A more rigid sword was less sharp. The katana was the first sword to master the rigid blade and the soft, sharp edge. Chinese broadswords tend to softer, springier metals that last to this day. A Chinese made Katana will have a softer blade than a Japanese made one. If your protagonist has a cheap Katana and faces off against a more well off antagonist, he’ll be dismayed as the first cut of the antagonist slices his katana in two. That’s a good plot point, but now he’s got to run like mad. Watch out for the rooftop ledge!

(why is it that most swordfights in movies take place in basements or roof tops? Is there just some rule we can’t have a sword fight in an office space?)

Medieval swords tended to be big and heavy, and designed to hack through armor. As the economy of Europe worsened in the Middle Ages, knights reached a point they couldn’t afford armor or big swords – so they adopted the Italian sword style, which tended to be rapid, thin, light blades. The lumbering knight  with the heavy sword couldn’t keep up with the lighter blade design. In their armor, the lighter blade was ineffective, but the armor was increasingly too expensive.

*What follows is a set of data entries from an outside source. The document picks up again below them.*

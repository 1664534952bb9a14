use clap::Parser;
use hue_temperature_delta::config::{Config, default_cache_path, default_config_path};
use hue_temperature_delta::host::AccessoryCache;
use hue_temperature_delta::hue::{HueClient, HueSession};
use hue_temperature_delta::platform::DeltaPlatform;
use log::{error, info, warn};
use std::path::PathBuf;
use std::sync::Arc;
use tokio::signal;

/// Virtual temperature delta sensors for a Philips Hue bridge.
#[derive(Parser, Debug)]
#[command(name = "hue-temperature-delta", version, about)]
struct Args {
    /// Configuration file (JSON)
    #[arg(short, long, env = "DELTA_CONFIG")]
    config: Option<PathBuf>,

    /// Accessory cache file
    #[arg(long, env = "DELTA_CACHE")]
    cache: Option<PathBuf>,

    /// Print the bridge's temperature sensors and exit
    #[arg(long)]
    list_sensors: bool,
}

fn init_logger() {
    env_logger::Builder::from_env(env_logger::Env::default().default_filter_or("info"))
        .format_timestamp_millis()
        .init();
}

#[tokio::main]
async fn main() {
    init_logger();
    let args = Args::parse();

    let Some(config_path) = args.config.or_else(default_config_path) else {
        error!("No configuration file given and no default config directory available");
        std::process::exit(1);
    };
    let config = match Config::load(&config_path) {
        Ok(config) => config,
        Err(e) => {
            error!("Failed to load configuration from {:?}: {}", config_path, e);
            std::process::exit(1);
        }
    };

    info!("Starting Hue temperature delta");
    info!("  Bridge: {}", config.hue.host);
    info!("  Deltas: {}", config.deltas.len());
    info!("  Interval: {} ms", config.interval);

    let client = match HueClient::new(&config.hue) {
        Ok(client) => client,
        Err(e) => {
            error!("Failed to create Hue client: {}", e);
            std::process::exit(1);
        }
    };
    let session = Arc::new(HueSession::new(Arc::new(client)));

    if args.list_sensors {
        list_sensors(&session).await;
        return;
    }

    let cache = match args.cache.or_else(default_cache_path) {
        Some(path) => AccessoryCache::load(path),
        None => {
            warn!("No data directory available; accessories will not survive a restart");
            AccessoryCache::in_memory()
        }
    };

    let mut platform = DeltaPlatform::new(config, session, Arc::new(cache.clone()));
    let shutdown = platform.shutdown_token();

    tokio::select! {
        result = platform.start() => match result {
            Ok(report) => info!(
                "Hue temperature delta is running with {} delta sensor(s)",
                report.active()
            ),
            Err(e) => error!("Startup failed, no delta sensors are active: {}", e),
        },
        _ = signal::ctrl_c() => {
            info!("Received shutdown signal during startup");
            shutdown.cancel();
        }
    }

    if !shutdown.is_cancelled() {
        info!("  - Press Ctrl+C to exit");
        match signal::ctrl_c().await {
            Ok(()) => info!("Received shutdown signal"),
            Err(e) => error!("Failed to listen for shutdown signal: {}", e),
        }
    }

    platform.shutdown().await;

    for device in platform.devices() {
        if let Some(delta) = cache.read_value(&device.persistent_id) {
            info!(
                "  {}: {:.2}°C",
                device.display_name,
                delta as f32 / 100.0
            );
        }
    }
    if let Err(e) = cache.save() {
        error!("Failed to save accessory cache: {}", e);
    }

    info!("Hue temperature delta stopped");
}

/// Diagnostic listing used when writing the configuration.
async fn list_sensors(session: &HueSession) {
    let gateway = match session.ready().await {
        Ok(gateway) => gateway,
        Err(e) => {
            error!("Cannot reach the bridge: {}", e);
            std::process::exit(1);
        }
    };

    match gateway.fetch_all().await {
        Ok(sensors) => {
            for sensor in sensors.iter().filter(|sensor| sensor.kind.is_temperature()) {
                let temperature = sensor
                    .temperature
                    .map(|t| format!("{:.2}°C", t as f32 / 100.0))
                    .unwrap_or_else(|| "-".to_string());
                println!(
                    "{:>4}  {:<32} {:<40} {}",
                    sensor.id.as_str(),
                    sensor.name,
                    sensor.unique_id.as_deref().unwrap_or("-"),
                    temperature
                );
            }
        }
        Err(e) => {
            error!("Failed to list sensors: {}", e);
            std::process::exit(1);
        }
    }
}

The idea of a sword is to open one big cut, by hacking open one’s chest cavity, or striking off a major limb. Decapitation worked nicely. The terrifying sharpness of the Katana is evidenced by the propensity of striking down onto someone’s head – and Samurai usually wore ornate helmets to prevent that. Watch a Kendo kata, and you’ll see almost all the strikes are down onto the head.

Okay, I think I’ve written enough on fight scenes and weapons for now. I’m sure more will pop into my head, and I’ll be tempted to write about some Kung Fu weapon in the future. Hopefully, you’ve learned enough about weapons and fighting to write good fight scenes in novels!